The SSAT make a determination, it is appealed against and found that yes the SSAT did make an error in law however if that error does not affect the original determination the court has the power to disregard that error. In other words, why go through the whole process again for the same outcome, it is a waist of time and money.

In instances like that it is NOT in the best interests of anyone to go through the whole process again just to cross the T or dot the i.
justice - Have you considered seeking a Departure Order?

Regardless you might get some guidance from section 117 of the CS Assessment Act as this outlines the criteria for making such an order and would be relevant to your case.




I have already argued the case in FMC (Sydney) last Wednesday, 25 March. AGS, on the part of the Child Support Registrar has opposed my application for removal of the constitutional issue to the High Court. Several A-Gs have replied to my s78B Notice indicating that they would not be intervening while the matter is in the FMC but will consider doing so in the High Court.

I am almost 100% sure that the matter would succeed in the High Court. My argument is totally distinct from every other argument ever advanced on that issue. I have an impression that the Magistrate hearing the case had understood my reasoning and expect her to allow me, as far as she is concerned, to proceed to the High Court. She reserved her decision.

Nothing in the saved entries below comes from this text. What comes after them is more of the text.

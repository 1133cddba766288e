use rust_decimal::Decimal;
use serde::{Deserialize, Deserializer};
use uuid::Uuid;

use crate::error::PromoError;
use crate::generator::{GenerateRequest, PrizeType};
use crate::usage::ApplyRequest;
use crate::validator::ValidateRequest;

/// Non-UUID values are treated as absent.
fn lenient_uuid<'de, D>(deserializer: D) -> Result<Option<Uuid>, D::Error>
where
    D: Deserializer<'de>,
{
    let raw = Option::<String>::deserialize(deserializer)?;
    Ok(raw.and_then(|s| Uuid::parse_str(s.trim()).ok()))
}

fn amount(value: Option<f64>, field: &'static str) -> Result<Decimal, PromoError> {
    let value = value.ok_or(PromoError::MissingField(field))?;
    if !value.is_finite() {
        return Err(PromoError::InvalidField(field));
    }
    Decimal::try_from(value).map_err(|_| PromoError::InvalidField(field))
}

#[derive(Debug, Deserialize)]
pub struct ValidateBody {
    pub code: Option<String>,
    #[serde(default, alias = "userId", deserialize_with = "lenient_uuid")]
    pub user_id: Option<Uuid>,
    #[serde(alias = "orderAmount")]
    pub order_amount: Option<f64>,
    #[serde(default, alias = "restaurantId", deserialize_with = "lenient_uuid")]
    pub restaurant_id: Option<Uuid>,
    #[serde(alias = "isFirstOrder")]
    pub is_first_order: Option<bool>,
}

impl TryFrom<ValidateBody> for ValidateRequest {
    type Error = PromoError;

    fn try_from(body: ValidateBody) -> Result<Self, Self::Error> {
        Ok(ValidateRequest {
            code: body.code.ok_or(PromoError::MissingField("code"))?,
            user_id: body.user_id,
            order_amount: amount(body.order_amount, "orderAmount")?,
            restaurant_id: body.restaurant_id,
            is_first_order: body.is_first_order.unwrap_or(false),
        })
    }
}

#[derive(Debug, Deserialize)]
pub struct ApplyBody {
    pub code: Option<String>,
    #[serde(alias = "orderId")]
    pub order_id: Option<String>,
    #[serde(alias = "discountAmount")]
    pub discount_amount: Option<f64>,
}

impl TryFrom<ApplyBody> for ApplyRequest {
    type Error = PromoError;

    fn try_from(body: ApplyBody) -> Result<Self, Self::Error> {
        let order_id = body.order_id.ok_or(PromoError::MissingField("orderId"))?;
        Ok(ApplyRequest {
            code: body.code.ok_or(PromoError::MissingField("code"))?,
            order_id: Uuid::parse_str(order_id.trim())
                .map_err(|_| PromoError::InvalidField("orderId"))?,
            discount_amount: amount(body.discount_amount, "discountAmount")?,
        })
    }
}

#[derive(Debug, Deserialize)]
pub struct GenerateBody {
    #[serde(alias = "prizeType")]
    pub prize_type: Option<String>,
    pub value: Option<f64>,
    pub description: Option<String>,
}

impl TryFrom<GenerateBody> for GenerateRequest {
    type Error = PromoError;

    fn try_from(body: GenerateBody) -> Result<Self, Self::Error> {
        let prize_type = match body
            .prize_type
            .ok_or(PromoError::MissingField("prizeType"))?
            .trim()
        {
            "discount" => PrizeType::Discount,
            "free_delivery" => PrizeType::FreeDelivery,
            "free_drink" => PrizeType::FreeDrink,
            "surprise" => PrizeType::Surprise,
            _ => return Err(PromoError::InvalidField("prizeType")),
        };
        let value = match body.value {
            Some(v) => Some(amount(Some(v), "value")?),
            None => None,
        };
        Ok(GenerateRequest {
            prize_type,
            value,
            description: body.description,
        })
    }
}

I would like to help you but am sure that the moderators will not allow you and me to communicate directly. That is a matter that I am going to take up with the moderators. I consider the issue of the "earning capacity" to be an issue of a great public interest and the moderators should act with that fact in their minds rather than pursuing their own agendas. That issue also I will be addressing, first with the moderators and then, if I fail, elsewhere.

cheers

mandamus


Moderator Note
Mandamus, instead of making puerile and inaccurate remarks about the moderators pursuing their own agenda you might have spent your time productively reading and UNDERSTANDING the rules you joined under AND understanding you could both 'whisper' and email the person directly. Or is it easier to whinge rather than do something productive?